We survived

Short version: Kent's first day was passable. Tomorrow will be better.

Long version:

Jack and I took him just before 9, and we were the first ones there. We talked to his teachers about the food we brought for him in case he didn't eat the turkey sandwiches at lunch, and threw in a couple of other nervous parent comments about his sippy cup with breastmilk in it, etc. Kent was getting nervous and knew something was up, but we stayed for a while as all the kids got to school and their parents kissed and hugged them goodbye without any tears. The kids in Kent's class have been there all year, so they're all close to age 2 and are moving up to the next class at the end of the summer. This means that Kent is surrounded by professionals, which I think will work in our favor, since he'll be around kids who are not only used to the routine, but who are also walking and (mostly) talking. Go, peer pressure.

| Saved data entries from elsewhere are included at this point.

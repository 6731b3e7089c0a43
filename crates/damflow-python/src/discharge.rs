use numpy::{PyArray1, PyReadonlyArray1};
use pyo3::prelude::*;

use crate::convert::checked_slice;
use damflow_core::discharge::{self, DischargeBreakdown};
use damflow_core::inputs::Readings;
use damflow_core::turbine::N_UNITS;

/// Instantaneous-discharge breakdown with typed attributes.
#[pyclass(frozen)]
pub struct DischargeResult {
    /// Hydraulic head [m].
    #[pyo3(get)]
    pub head: f64,
    /// Discharge per turbine unit [m^3/s], 6-element array.
    #[pyo3(get)]
    pub unit_discharges: Py<PyArray1<f64>>,
    /// Aggregate turbine discharge used downstream [m^3/s].
    #[pyo3(get)]
    pub turbine: f64,
    /// True when the 15 MW rule demands a manually read aggregate.
    #[pyo3(get)]
    pub requires_manual: bool,
    /// True when the aggregate came from a manual reading.
    #[pyo3(get)]
    pub turbine_overridden: bool,
    /// Spillway overflow [m^3/s].
    #[pyo3(get)]
    pub spillway: f64,
    /// Left valve discharge [m^3/s].
    #[pyo3(get)]
    pub hcv_left: f64,
    /// Right valve discharge [m^3/s].
    #[pyo3(get)]
    pub hcv_right: f64,
    /// Combined valve discharge [m^3/s].
    #[pyo3(get)]
    pub hcv_total: f64,
    /// Grand total discharge [m^3/s].
    #[pyo3(get)]
    pub total: f64,
    /// Total electrical load [MW].
    #[pyo3(get)]
    pub total_load: f64,
    /// Number of active units.
    #[pyo3(get)]
    pub active_unit_count: usize,
    /// 1-based numbers of the active units, as reported in dispatch messages.
    #[pyo3(get)]
    pub active_unit_numbers: Vec<usize>,
}

impl DischargeResult {
    fn from_breakdown(py: Python<'_>, b: DischargeBreakdown) -> Self {
        Self {
            head: b.head,
            unit_discharges: PyArray1::from_slice(py, &b.unit_discharges).unbind(),
            turbine: b.turbine,
            requires_manual: b.requires_manual,
            turbine_overridden: b.turbine_overridden,
            spillway: b.spillway,
            hcv_left: b.hcv_left,
            hcv_right: b.hcv_right,
            hcv_total: b.hcv_total,
            total: b.total,
            total_load: b.total_load,
            active_unit_count: b.active_unit_count(),
            active_unit_numbers: b.active_units.iter().map(|i| i + 1).collect(),
        }
    }
}

/// Compute the full discharge breakdown from operator readings.
///
/// `loads` is a 6-element array of unit loads [MW]; blank form fields
/// should be passed as 0.0. The optional scalars may be omitted or None
/// and resolve to zero inside the engine.
#[pyfunction]
#[pyo3(signature = (
    loads,
    reservoir_level=None,
    tailrace_level=None,
    hcv_left_opening=None,
    hcv_right_opening=None,
    manual_turbine_discharge=None
))]
fn compute_discharge<'py>(
    py: Python<'py>,
    loads: PyReadonlyArray1<'py, f64>,
    reservoir_level: Option<f64>,
    tailrace_level: Option<f64>,
    hcv_left_opening: Option<f64>,
    hcv_right_opening: Option<f64>,
    manual_turbine_discharge: Option<f64>,
) -> PyResult<DischargeResult> {
    let load_slice = checked_slice(&loads, N_UNITS, "loads")?;
    let mut unit_loads = [None; N_UNITS];
    for (dst, &load) in unit_loads.iter_mut().zip(load_slice) {
        *dst = Some(load);
    }

    let readings = Readings {
        reservoir_level,
        tailrace_level,
        hcv_left_opening,
        hcv_right_opening,
        unit_loads,
        manual_turbine_discharge,
    };

    Ok(DischargeResult::from_breakdown(
        py,
        discharge::compute(&readings),
    ))
}

pub fn register(parent: &Bound<'_, PyModule>) -> PyResult<()> {
    let m = PyModule::new(parent.py(), "discharge")?;
    m.add_function(wrap_pyfunction!(compute_discharge, &m)?)?;
    m.add_class::<DischargeResult>()?;
    parent.add_submodule(&m)?;
    Ok(())
}
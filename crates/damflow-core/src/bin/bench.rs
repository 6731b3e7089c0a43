/// Pure Rust core benchmarks for the discharge engine.
///
/// Uses std::time::Instant for timing, a deterministic LCG PRNG for data
/// generation, and std::hint::black_box to prevent dead-code elimination.
use std::hint::black_box;
use std::time::{Duration, Instant};

use damflow_core::balance::{simulate_step, StepInputs};
use damflow_core::discharge;
use damflow_core::inputs::Readings;

const REPEATS: usize = 7;

/// Simple LCG PRNG for deterministic data generation.
struct Lcg(u64);

impl Lcg {
    fn next_f64(&mut self) -> f64 {
        self.0 = self
            .0
            .wrapping_mul(6364136223846793005)
            .wrapping_add(1442695040888963407);
        (self.0 >> 33) as f64 / (1u64 << 31) as f64
    }
}

fn make_readings(n: usize, seed: u64) -> Vec<Readings> {
    let mut rng = Lcg(seed);
    (0..n)
        .map(|_| {
            let mut unit_loads = [None; 6];
            for load in &mut unit_loads {
                if rng.next_f64() > 0.4 {
                    *load = Some(rng.next_f64() * 32.0);
                }
            }
            Readings {
                reservoir_level: Some(80.0 + rng.next_f64() * 30.0),
                tailrace_level: Some(20.0 + rng.next_f64() * 5.0),
                hcv_left_opening: Some(rng.next_f64() * 100.0),
                hcv_right_opening: Some(rng.next_f64() * 100.0),
                unit_loads,
                manual_turbine_discharge: None,
            }
        })
        .collect()
}

fn make_steps(n: usize, seed: u64) -> Vec<StepInputs> {
    let mut rng = Lcg(seed);
    (0..n)
        .map(|_| StepInputs {
            initial_elevation: Some(80.0 + rng.next_f64() * 30.0),
            inflow: rng.next_f64() * 400.0,
            spillway_outflow: rng.next_f64() * 50.0,
            turbine_outflow: rng.next_f64() * 250.0,
            valve_outflow: rng.next_f64() * 100.0,
            duration_hours: 1.0 + rng.next_f64() * 71.0,
        })
        .collect()
}

/// Run a closure `REPEATS` times, return the median duration.
fn median_time<F: FnMut()>(mut f: F) -> Duration {
    let mut times: Vec<Duration> = (0..REPEATS)
        .map(|_| {
            let start = Instant::now();
            f();
            start.elapsed()
        })
        .collect();
    times.sort();
    times[REPEATS / 2]
}

fn bench_discharge(sizes: &[usize]) -> Vec<(&'static str, usize, Duration)> {
    let mut results = Vec::new();
    for &n in sizes {
        let readings = make_readings(n, 42);

        // Warmup
        for r in &readings {
            black_box(discharge::compute(r));
        }

        let dur = median_time(|| {
            for r in &readings {
                black_box(discharge::compute(r));
            }
        });
        results.push(("discharge", n, dur));
    }
    results
}

fn bench_balance(sizes: &[usize]) -> Vec<(&'static str, usize, Duration)> {
    let mut results = Vec::new();
    for &n in sizes {
        let steps = make_steps(n, 42);

        // Warmup
        for s in &steps {
            black_box(simulate_step(s));
        }

        let dur = median_time(|| {
            for s in &steps {
                black_box(simulate_step(s));
            }
        });
        results.push(("balance", n, dur));
    }
    results
}

fn main() {
    println!("Pure Rust Core Benchmarks");
    println!("============================================================");
    println!("{:<18} {:>6}   {:>12}", "Engine", "N", "Median (ms)");
    println!("--------------------------------------------");

    let mut all_results: Vec<(&str, usize, Duration)> = Vec::new();

    all_results.extend(bench_discharge(&[1_000, 100_000]));
    all_results.extend(bench_balance(&[1_000, 100_000]));

    for (engine, n, dur) in &all_results {
        let ms = dur.as_secs_f64() * 1000.0;
        println!("{:<18} {:>6}      {:>8.2}", engine, n, ms);
    }

    println!("============================================================");
}
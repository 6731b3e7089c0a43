/// Turbine discharge process functions.
///
/// Pure functions implementing each link of the empirical chain that
/// converts per-unit electrical load [MW] and hydraulic head [m] into
/// discharge [m^3/s]. Any degenerate denominator yields 0 for that term
/// rather than NaN: a non-positive head must read as zero discharge.
use super::constants::{
    DISCHARGE_SCALE, EFFICIENCY_COEFFS, FLOW_DENOMINATOR_COEFFS, GRAVITY, HEAD_FACTOR_COEFFS,
    LOAD_SCALE,
};

/// Evaluate a polynomial with ascending-power coefficients at `x`.
fn polynomial(coeffs: &[f64], x: f64) -> f64 {
    coeffs.iter().rev().fold(0.0, |acc, &c| acc * x + c)
}

/// Head factor: cubic in head [m].
pub fn head_factor(head: f64) -> f64 {
    polynomial(&HEAD_FACTOR_COEFFS, head)
}

/// Flow factor for one unit: scaled load over the head-dependent
/// denominator. Zero when the denominator vanishes.
pub fn flow_factor(load: f64, head: f64) -> f64 {
    let denominator = polynomial(&FLOW_DENOMINATOR_COEFFS, head);
    if denominator != 0.0 {
        load * LOAD_SCALE / denominator
    } else {
        0.0
    }
}

/// Unit efficiency [%] as a quartic in the flow factor.
pub fn efficiency_percent(flow_factor: f64) -> f64 {
    polynomial(&EFFICIENCY_COEFFS, flow_factor)
}

/// Discharge of one unit [m^3/s].
///
/// Inverts the power equation: load over (g * head * head factor *
/// efficiency). Zero when the denominator vanishes, which covers the
/// non-positive head case.
pub fn unit_discharge(load: f64, head: f64, head_factor: f64) -> f64 {
    let eff = efficiency_percent(flow_factor(load, head));
    let denominator = GRAVITY * head * head_factor * (eff / 100.0);
    if denominator != 0.0 {
        load / denominator * DISCHARGE_SCALE
    } else {
        0.0
    }
}

#[cfg(test)]
mod tests {
    use super::*;
    use approx::assert_relative_eq;

    // -- polynomial --

    #[test]
    fn polynomial_constant() {
        assert_relative_eq!(polynomial(&[3.5], 100.0), 3.5);
    }

    #[test]
    fn polynomial_cubic_known_value() {
        // 1 + 2x + 3x^2 + 4x^3 at x = 2: 1 + 4 + 12 + 32 = 49
        assert_relative_eq!(polynomial(&[1.0, 2.0, 3.0, 4.0], 2.0), 49.0);
    }

    // -- head_factor --

    #[test]
    fn head_factor_known_value() {
        // -0.32675 + 3.5945*80 - 0.0463189*6400 + 0.0001975*512000
        let expected = -0.32675 + 3.5945 * 80.0 - 0.0463189 * 6400.0 + 0.0001975 * 512_000.0;
        assert_relative_eq!(head_factor(80.0), expected, epsilon = 1e-9);
    }

    // -- flow_factor --

    #[test]
    fn flow_factor_zero_load() {
        assert_eq!(flow_factor(0.0, 80.0), 0.0);
    }

    #[test]
    fn flow_factor_scales_with_load() {
        let single = flow_factor(10.0, 80.0);
        let double = flow_factor(20.0, 80.0);
        assert_relative_eq!(double, 2.0 * single, epsilon = 1e-9);
    }

    #[test]
    fn flow_factor_finite_at_zero_head() {
        // Denominator is -30857 at zero head, so the factor stays finite.
        assert!(flow_factor(50.0, 0.0).is_finite());
    }

    // -- unit_discharge --

    #[test]
    fn unit_discharge_zero_head_is_zero() {
        let hf = head_factor(0.0);
        assert_eq!(unit_discharge(50.0, 0.0, hf), 0.0);
    }

    #[test]
    fn unit_discharge_zero_load_is_zero() {
        let hf = head_factor(80.0);
        assert_eq!(unit_discharge(0.0, 80.0, hf), 0.0);
    }

    #[test]
    fn unit_discharge_plausible_operating_point() {
        // 30 MW at 80 m head lands in the tens of m^3/s.
        let hf = head_factor(80.0);
        let q = unit_discharge(30.0, 80.0, hf);
        assert!(q > 10.0 && q < 100.0, "got {q}");
    }

    #[test]
    fn unit_discharge_never_nan() {
        for head in [-10.0, 0.0, 0.5, 40.0, 80.0, 120.0] {
            for load in [0.0, 5.0, 30.0, 50.0] {
                let q = unit_discharge(load, head, head_factor(head));
                assert!(!q.is_nan(), "NaN at head {head}, load {load}");
            }
        }
    }
}
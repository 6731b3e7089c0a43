/// Hollow-cone-valve rating table.
///
/// Empirical calibration grid: discharge [m^3/s] per valve as a function
/// of opening percent and reservoir level. Values are non-decreasing
/// along both axes, and the closed-valve column is all zeros.

/// Valve opening percent, non-uniform spacing (5% steps up to 50%,
/// then 10% steps).
pub const OPENING_PERCENT: [f64; 16] = [
    0.0, 5.0, 10.0, 15.0, 20.0, 25.0, 30.0, 35.0, 40.0, 45.0, 50.0, 60.0, 70.0, 80.0, 90.0, 100.0,
];

/// Reservoir level [mdpl], 1 m steps.
pub const RESERVOIR_LEVEL: [f64; 31] = [
    80.0, 81.0, 82.0, 83.0, 84.0, 85.0, 86.0, 87.0, 88.0, 89.0, 90.0, 91.0, 92.0, 93.0, 94.0,
    95.0, 96.0, 97.0, 98.0, 99.0, 100.0, 101.0, 102.0, 103.0, 104.0, 105.0, 106.0, 107.0, 108.0,
    109.0, 110.0,
];

/// Discharge [m^3/s], indexed `[level][opening]` matching the axes above.
#[rustfmt::skip]
pub const DISCHARGE: [[f64; 16]; 31] = [
    [0.0, 15.90, 26.50, 35.60, 43.80, 51.50, 59.00, 65.70, 72.40, 79.10, 85.60, 98.80, 111.70, 123.60, 134.20, 142.90],
    [0.0, 16.15, 26.90, 36.15, 44.50, 52.30, 59.90, 66.70, 73.50, 80.30, 86.95, 100.35, 113.45, 125.50, 136.30, 145.10],
    [0.0, 16.40, 27.35, 36.70, 45.15, 53.10, 60.75, 67.75, 74.60, 81.55, 88.30, 101.90, 115.20, 127.45, 138.35, 147.35],
    [0.0, 16.60, 27.75, 37.30, 45.85, 53.90, 61.75, 68.75, 75.75, 82.75, 89.60, 103.40, 116.90, 129.35, 140.45, 149.55],
    [0.0, 16.85, 28.00, 37.85, 46.50, 54.70, 62.70, 69.80, 76.90, 84.00, 90.95, 104.95, 118.65, 131.30, 142.50, 151.80],
    [0.0, 17.10, 28.60, 38.40, 47.20, 55.50, 63.60, 70.80, 78.00, 85.20, 92.30, 106.50, 120.40, 133.20, 144.60, 154.00],
    [0.0, 17.30, 29.00, 38.90, 47.80, 56.25, 64.45, 71.75, 79.05, 86.35, 93.55, 107.95, 122.00, 135.00, 146.55, 156.05],
    [0.0, 17.55, 29.35, 39.45, 48.45, 57.00, 65.30, 72.70, 80.10, 87.50, 94.80, 109.40, 123.60, 136.75, 148.50, 158.10],
    [0.0, 17.75, 29.75, 39.95, 49.05, 57.70, 66.20, 73.70, 81.10, 88.60, 96.00, 110.80, 125.20, 138.55, 150.40, 160.20],
    [0.0, 18.00, 30.10, 40.50, 49.70, 58.45, 67.05, 74.65, 82.15, 89.75, 97.25, 112.25, 126.80, 140.30, 152.35, 162.23],
    [0.0, 18.20, 30.50, 41.00, 50.30, 59.20, 67.90, 75.60, 83.20, 90.90, 98.50, 113.70, 128.40, 142.10, 154.30, 164.30],
    [0.0, 18.40, 30.85, 41.50, 50.90, 59.90, 68.70, 76.50, 84.20, 92.00, 99.65, 115.05, 129.95, 143.80, 156.15, 166.25],
    [0.0, 18.65, 31.20, 41.95, 51.50, 60.60, 69.50, 77.35, 86.20, 93.05, 100.80, 116.40, 131.50, 145.50, 158.00, 168.20],
    [0.0, 18.85, 31.60, 42.45, 52.10, 61.30, 70.30, 78.50, 87.20, 94.15, 102.00, 117.70, 133.00, 147.20, 159.80, 170.10],
    [0.0, 19.10, 31.95, 42.90, 52.70, 62.00, 71.10, 79.10, 88.20, 95.20, 103.15, 119.05, 134.55, 148.90, 161.65, 172.05],
    [0.0, 19.30, 32.30, 43.40, 53.30, 62.70, 71.90, 80.00, 89.10, 96.30, 104.30, 120.40, 136.10, 150.60, 163.50, 174.00],
    [0.0, 19.50, 32.65, 43.85, 53.85, 63.40, 72.65, 80.85, 90.05, 97.30, 105.40, 121.70, 137.55, 152.20, 165.20, 175.05],
    [0.0, 19.75, 33.00, 44.30, 54.40, 64.05, 73.40, 81.70, 90.95, 98.35, 106.50, 122.95, 139.00, 153.75, 166.95, 177.70],
    [0.0, 19.95, 33.30, 44.80, 55.40, 64.75, 74.20, 82.60, 91.90, 99.35, 107.60, 124.25, 140.40, 155.35, 168.65, 179.50],
    [0.0, 20.20, 33.65, 45.25, 55.55, 65.40, 74.95, 83.45, 91.90, 100.40, 108.70, 125.50, 141.85, 156.90, 170.40, 181.35],
    [0.0, 20.40, 34.00, 45.70, 56.10, 66.10, 75.70, 84.30, 92.80, 101.40, 109.80, 126.80, 143.30, 158.50, 172.10, 183.20],
    [0.0, 20.60, 34.30, 46.15, 56.65, 66.70, 76.40, 85.10, 93.70, 102.40, 110.85, 128.00, 144.65, 160.00, 173.75, 184.95],
    [0.0, 20.75, 34.65, 46.60, 57.20, 67.35, 77.10, 85.90, 94.50, 103.35, 111.90, 129.20, 146.00, 161.55, 175.40, 186.70],
    [0.0, 20.95, 34.95, 47.00, 57.70, 67.95, 77.85, 86.70, 95.50, 104.35, 113.00, 130.40, 147.40, 163.05, 177.00, 188.50],
    [0.0, 21.10, 35.30, 47.45, 58.50, 68.60, 78.60, 87.50, 96.40, 105.30, 114.05, 131.60, 148.75, 164.60, 178.65, 190.50],
    [0.0, 21.30, 35.60, 47.90, 58.80, 69.20, 79.30, 88.30, 97.30, 106.30, 115.10, 132.80, 150.10, 166.10, 180.30, 192.00],
    [0.0, 21.50, 35.80, 48.30, 59.30, 69.80, 80.00, 89.10, 98.15, 107.20, 116.10, 133.95, 151.40, 167.56, 181.90, 193.70],
    [0.0, 21.70, 36.25, 48.75, 59.85, 70.40, 80.70, 89.85, 99.00, 108.15, 117.10, 135.10, 152.75, 169.00, 183.45, 195.35],
    [0.0, 21.90, 36.56, 49.16, 60.35, 71.00, 81.40, 90.66, 99.80, 109.05, 118.10, 136.30, 154.05, 170.50, 185.05, 197.05],
    [0.0, 22.10, 36.90, 49.60, 60.90, 71.60, 82.10, 91.40, 100.65, 110.00, 119.10, 137.45, 155.40, 171.95, 186.60, 198.70],
    [0.0, 22.30, 37.20, 50.00, 61.40, 72.20, 82.80, 92.20, 101.50, 110.90, 120.10, 138.60, 156.70, 173.40, 188.20, 200.00],
];

#[cfg(test)]
mod tests {
    use super::*;

    #[test]
    fn axes_match_grid_dimensions() {
        assert_eq!(DISCHARGE.len(), RESERVOIR_LEVEL.len());
        for row in &DISCHARGE {
            assert_eq!(row.len(), OPENING_PERCENT.len());
        }
    }

    #[test]
    fn closed_valve_column_is_zero() {
        for row in &DISCHARGE {
            assert_eq!(row[0], 0.0);
        }
    }

    #[test]
    fn non_decreasing_along_opening_axis() {
        for (j, row) in DISCHARGE.iter().enumerate() {
            for i in 1..row.len() {
                assert!(
                    row[i] >= row[i - 1],
                    "row {j}: discharge decreases between openings {} and {}",
                    OPENING_PERCENT[i - 1],
                    OPENING_PERCENT[i]
                );
            }
        }
    }

    #[test]
    fn non_decreasing_along_level_axis() {
        for j in 1..DISCHARGE.len() {
            for i in 0..OPENING_PERCENT.len() {
                assert!(
                    DISCHARGE[j][i] >= DISCHARGE[j - 1][i],
                    "opening {}: discharge decreases between levels {} and {}",
                    OPENING_PERCENT[i],
                    RESERVOIR_LEVEL[j - 1],
                    RESERVOIR_LEVEL[j]
                );
            }
        }
    }
}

Kent's main teacher invited Kent over to sit with her, and though I knew he was going to get upset, I thought, alright, we've been here for 15 minutes or so and we've got to leave sometime, so it might as well be now. She picked him up gingerly and was very sweet to him, but he started to cry. I knew we just needed to try to leave. So we both kissed him, and then we just walked out, and of course we heard his cries all the way down the hall.

Jack and I had decided a while ago that he'd just be late to work, and we'd go down the street to get a cup of coffee while we/I pulled ourselves together, then I'd go back to surreptitiously check on Kent. We did just that, trying to be lighthearted and convince ourselves that he probably wasn't still crying, though I felt almost sick to my stomach. We managed to enjoy some coffee and bagels and then decided to head back, and Jack ended up coming with me, since his car was still in the church parking lot. As we were walking up the stairs to the school, we could hear a very strained but persistent cry that we couldn't even identify as our son, but it was him, we learned when we came down the hall.

His teacher came out when she saw us coming so that we wouldn't have to show him we were there, and after she said that he hadn't stopped crying (for the 45 minutes we'd been gone), my heart sank. His cry was so strained and teary and just communicated utter exhaustion. She said it was up to me whether I wanted to leave or stay, but they were going outside in about 15 minutes, and I knew the change of scenery would be good for him, so I decided to stay until then and slip away after we had gotten to the playground. I came in to calm him down, and as I was holding a very sniffly Kent against my shoulder (seriously, those sniffles after he stops crying are SO sad), he saw Jack and started up crying again. Poor kid. Jack held him for a minute, then left to go to work, and some ABCs were all Kent needed to calm down that time. I played with all the kids on the floor with a few toys while the teachers cleaned up from snack time (of which Kent chose not to partake due to the crying), and then we all headed outside. Kent and I had visited once before when they were going outside, so I was aware of the production involved in getting some barely-walking kids down the stairs. It's pretty cute, actually, with them going one by one and all holding the low handrail, then waiting for each other at the bottom. I held Kent's hands and kind of jumped him down the stairs instead of carrying him, so he'd feel more like part of the group, and then we all walked out to the playground.

They have some little kid slides on top of some foamy stuff on the ground, so Kent and I sat on the foamy stuff and I edged away from him a bit while everyone else was playing. He stuck close to me for a few minutes, but then he saw how much fun everyone was having on the slides, so he started to crawl over toward them. A couple of the teachers helped him up the stairs and down the slide, and he had a great time until he saw me again and was like, "Oh, WAIT! I'm too far from my MOM!" He crawled back over and sat next to me for a little while longer, then decided to venture out again, and with that, I asked one of the teachers to help him slide while I snuck out. It actually worked. He didn't see me go, and he was obviously having fun, so I felt much better about leaving that time.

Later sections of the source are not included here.